Provided data:
-=-=-=-=-

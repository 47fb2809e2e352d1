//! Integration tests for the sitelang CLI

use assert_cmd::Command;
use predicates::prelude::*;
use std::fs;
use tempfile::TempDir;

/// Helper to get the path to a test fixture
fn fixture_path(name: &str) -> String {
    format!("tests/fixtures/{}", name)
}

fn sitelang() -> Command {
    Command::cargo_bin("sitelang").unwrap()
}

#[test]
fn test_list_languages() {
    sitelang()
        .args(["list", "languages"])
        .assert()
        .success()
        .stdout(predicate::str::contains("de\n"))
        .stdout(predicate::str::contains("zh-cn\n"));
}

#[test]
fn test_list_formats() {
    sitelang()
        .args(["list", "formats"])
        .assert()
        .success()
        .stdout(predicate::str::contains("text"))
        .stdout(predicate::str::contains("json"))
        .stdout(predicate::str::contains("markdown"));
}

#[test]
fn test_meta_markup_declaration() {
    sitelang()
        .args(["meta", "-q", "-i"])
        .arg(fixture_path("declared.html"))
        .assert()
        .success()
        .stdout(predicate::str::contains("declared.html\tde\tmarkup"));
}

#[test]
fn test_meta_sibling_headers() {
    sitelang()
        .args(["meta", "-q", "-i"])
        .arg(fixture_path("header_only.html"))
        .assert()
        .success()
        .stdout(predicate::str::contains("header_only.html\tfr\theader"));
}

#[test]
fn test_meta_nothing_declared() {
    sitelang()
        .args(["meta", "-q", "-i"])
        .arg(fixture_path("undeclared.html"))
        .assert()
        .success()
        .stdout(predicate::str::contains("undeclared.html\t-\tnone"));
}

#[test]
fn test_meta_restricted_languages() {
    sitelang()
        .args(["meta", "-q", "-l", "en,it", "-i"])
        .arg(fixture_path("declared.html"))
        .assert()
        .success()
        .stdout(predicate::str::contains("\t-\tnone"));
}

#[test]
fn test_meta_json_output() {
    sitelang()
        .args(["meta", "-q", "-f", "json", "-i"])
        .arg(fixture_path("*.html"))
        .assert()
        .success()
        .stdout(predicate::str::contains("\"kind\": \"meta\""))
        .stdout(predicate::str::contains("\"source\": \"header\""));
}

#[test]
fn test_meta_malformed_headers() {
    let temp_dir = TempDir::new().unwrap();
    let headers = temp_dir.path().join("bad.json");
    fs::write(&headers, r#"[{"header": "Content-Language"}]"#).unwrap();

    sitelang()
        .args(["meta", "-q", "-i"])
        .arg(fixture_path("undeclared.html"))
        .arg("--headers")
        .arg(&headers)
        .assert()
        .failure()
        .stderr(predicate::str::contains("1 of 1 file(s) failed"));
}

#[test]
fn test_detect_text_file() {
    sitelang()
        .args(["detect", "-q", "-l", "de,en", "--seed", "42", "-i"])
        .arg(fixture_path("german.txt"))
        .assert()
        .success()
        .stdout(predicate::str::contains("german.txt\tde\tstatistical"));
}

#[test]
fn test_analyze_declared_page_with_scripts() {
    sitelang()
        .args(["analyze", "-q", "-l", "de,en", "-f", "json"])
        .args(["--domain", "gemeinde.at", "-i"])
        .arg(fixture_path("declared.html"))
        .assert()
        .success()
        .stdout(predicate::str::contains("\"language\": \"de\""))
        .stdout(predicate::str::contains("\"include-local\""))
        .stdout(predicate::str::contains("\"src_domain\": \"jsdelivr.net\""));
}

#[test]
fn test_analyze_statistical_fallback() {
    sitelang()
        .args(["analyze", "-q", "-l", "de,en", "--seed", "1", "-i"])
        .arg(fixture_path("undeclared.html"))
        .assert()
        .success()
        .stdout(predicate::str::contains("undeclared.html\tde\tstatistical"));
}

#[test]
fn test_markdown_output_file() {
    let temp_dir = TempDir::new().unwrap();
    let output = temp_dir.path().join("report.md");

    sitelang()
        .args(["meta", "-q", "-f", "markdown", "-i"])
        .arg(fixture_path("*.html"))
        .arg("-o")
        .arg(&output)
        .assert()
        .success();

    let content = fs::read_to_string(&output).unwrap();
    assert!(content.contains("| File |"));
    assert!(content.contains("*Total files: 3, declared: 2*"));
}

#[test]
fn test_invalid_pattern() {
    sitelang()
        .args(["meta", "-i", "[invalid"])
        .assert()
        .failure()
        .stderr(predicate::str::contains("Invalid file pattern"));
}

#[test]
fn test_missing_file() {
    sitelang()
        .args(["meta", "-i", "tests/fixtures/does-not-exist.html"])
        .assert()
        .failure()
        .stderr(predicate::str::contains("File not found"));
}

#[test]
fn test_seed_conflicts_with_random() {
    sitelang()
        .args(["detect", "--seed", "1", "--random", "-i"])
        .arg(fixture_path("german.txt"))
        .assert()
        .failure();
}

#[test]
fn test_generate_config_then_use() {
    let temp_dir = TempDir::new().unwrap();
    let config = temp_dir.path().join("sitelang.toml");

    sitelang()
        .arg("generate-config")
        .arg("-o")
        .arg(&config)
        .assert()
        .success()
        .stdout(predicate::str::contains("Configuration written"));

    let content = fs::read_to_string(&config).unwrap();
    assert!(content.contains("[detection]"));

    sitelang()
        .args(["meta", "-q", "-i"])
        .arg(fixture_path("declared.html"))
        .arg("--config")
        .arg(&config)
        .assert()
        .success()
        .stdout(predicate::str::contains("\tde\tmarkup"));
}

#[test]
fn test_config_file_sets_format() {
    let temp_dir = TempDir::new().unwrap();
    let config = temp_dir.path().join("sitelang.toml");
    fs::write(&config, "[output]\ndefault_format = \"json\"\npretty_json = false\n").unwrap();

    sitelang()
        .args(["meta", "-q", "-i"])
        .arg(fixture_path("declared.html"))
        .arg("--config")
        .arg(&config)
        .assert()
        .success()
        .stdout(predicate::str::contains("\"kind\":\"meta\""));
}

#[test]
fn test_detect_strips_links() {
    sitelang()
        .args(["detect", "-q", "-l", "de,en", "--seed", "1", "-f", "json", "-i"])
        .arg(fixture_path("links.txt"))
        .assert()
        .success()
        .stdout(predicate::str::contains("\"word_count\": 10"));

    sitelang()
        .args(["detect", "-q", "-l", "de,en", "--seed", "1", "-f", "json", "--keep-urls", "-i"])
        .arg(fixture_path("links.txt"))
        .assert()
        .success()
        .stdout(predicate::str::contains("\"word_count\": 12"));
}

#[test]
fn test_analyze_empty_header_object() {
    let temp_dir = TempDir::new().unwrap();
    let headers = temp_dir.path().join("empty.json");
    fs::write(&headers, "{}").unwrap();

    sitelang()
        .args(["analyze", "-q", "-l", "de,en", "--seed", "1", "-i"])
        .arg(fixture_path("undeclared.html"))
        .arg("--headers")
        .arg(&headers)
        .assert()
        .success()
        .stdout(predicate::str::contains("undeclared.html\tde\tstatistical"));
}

-=-=-=-=-

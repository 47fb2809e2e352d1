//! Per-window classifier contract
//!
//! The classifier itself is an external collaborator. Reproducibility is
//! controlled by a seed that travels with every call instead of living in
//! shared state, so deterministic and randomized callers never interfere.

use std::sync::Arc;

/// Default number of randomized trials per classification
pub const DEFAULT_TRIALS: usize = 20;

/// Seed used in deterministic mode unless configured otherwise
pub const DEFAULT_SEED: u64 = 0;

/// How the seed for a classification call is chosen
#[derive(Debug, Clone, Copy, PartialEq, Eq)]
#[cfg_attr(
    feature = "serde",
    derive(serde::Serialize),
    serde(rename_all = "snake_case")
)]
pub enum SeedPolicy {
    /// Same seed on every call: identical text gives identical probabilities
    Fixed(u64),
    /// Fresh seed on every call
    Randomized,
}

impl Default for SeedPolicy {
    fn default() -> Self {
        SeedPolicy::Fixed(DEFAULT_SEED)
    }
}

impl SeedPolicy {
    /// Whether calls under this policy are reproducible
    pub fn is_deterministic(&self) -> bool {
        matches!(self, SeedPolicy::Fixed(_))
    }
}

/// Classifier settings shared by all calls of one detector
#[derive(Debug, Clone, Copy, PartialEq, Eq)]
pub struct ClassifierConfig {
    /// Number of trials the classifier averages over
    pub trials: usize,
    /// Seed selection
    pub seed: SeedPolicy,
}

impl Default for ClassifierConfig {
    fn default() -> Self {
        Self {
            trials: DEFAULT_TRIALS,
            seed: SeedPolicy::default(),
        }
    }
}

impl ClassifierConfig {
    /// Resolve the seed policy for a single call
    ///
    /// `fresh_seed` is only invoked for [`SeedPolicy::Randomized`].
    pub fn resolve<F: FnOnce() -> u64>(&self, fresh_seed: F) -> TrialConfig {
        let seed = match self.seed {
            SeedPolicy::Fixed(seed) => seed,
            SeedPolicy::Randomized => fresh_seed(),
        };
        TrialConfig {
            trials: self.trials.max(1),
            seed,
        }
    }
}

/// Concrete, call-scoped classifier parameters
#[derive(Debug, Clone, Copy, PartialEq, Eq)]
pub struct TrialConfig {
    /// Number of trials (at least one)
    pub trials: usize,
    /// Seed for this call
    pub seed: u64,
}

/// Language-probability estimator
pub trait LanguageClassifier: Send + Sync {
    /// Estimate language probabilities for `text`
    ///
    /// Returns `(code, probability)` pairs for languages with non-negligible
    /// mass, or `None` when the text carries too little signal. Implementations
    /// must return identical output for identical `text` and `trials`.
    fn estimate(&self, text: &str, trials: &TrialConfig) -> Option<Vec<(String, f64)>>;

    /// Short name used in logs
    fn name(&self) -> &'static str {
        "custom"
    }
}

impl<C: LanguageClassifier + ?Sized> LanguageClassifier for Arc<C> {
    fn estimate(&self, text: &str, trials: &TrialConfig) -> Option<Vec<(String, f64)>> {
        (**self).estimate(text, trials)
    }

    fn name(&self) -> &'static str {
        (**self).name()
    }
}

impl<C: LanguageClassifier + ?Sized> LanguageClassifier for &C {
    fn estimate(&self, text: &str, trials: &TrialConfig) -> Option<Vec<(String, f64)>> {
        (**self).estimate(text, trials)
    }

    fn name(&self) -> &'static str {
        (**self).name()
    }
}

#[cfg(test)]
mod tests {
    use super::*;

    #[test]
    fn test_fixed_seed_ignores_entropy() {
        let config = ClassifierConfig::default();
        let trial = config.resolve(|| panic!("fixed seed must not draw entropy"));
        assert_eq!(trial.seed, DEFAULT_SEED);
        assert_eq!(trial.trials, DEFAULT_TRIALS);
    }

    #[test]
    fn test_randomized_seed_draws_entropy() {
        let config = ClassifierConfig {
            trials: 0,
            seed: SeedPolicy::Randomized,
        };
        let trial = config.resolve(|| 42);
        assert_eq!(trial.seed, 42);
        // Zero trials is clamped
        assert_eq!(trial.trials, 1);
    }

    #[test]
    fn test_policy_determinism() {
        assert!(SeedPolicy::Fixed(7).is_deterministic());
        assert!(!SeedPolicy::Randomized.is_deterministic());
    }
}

-=-=-=-=-

Assignment: For this exercise, copy each line from the listing above that has the word "const".

The completed task:
pub const DEFAULT_TRIALS: usize = 20;
pub const DEFAULT_SEED: u64 = 0;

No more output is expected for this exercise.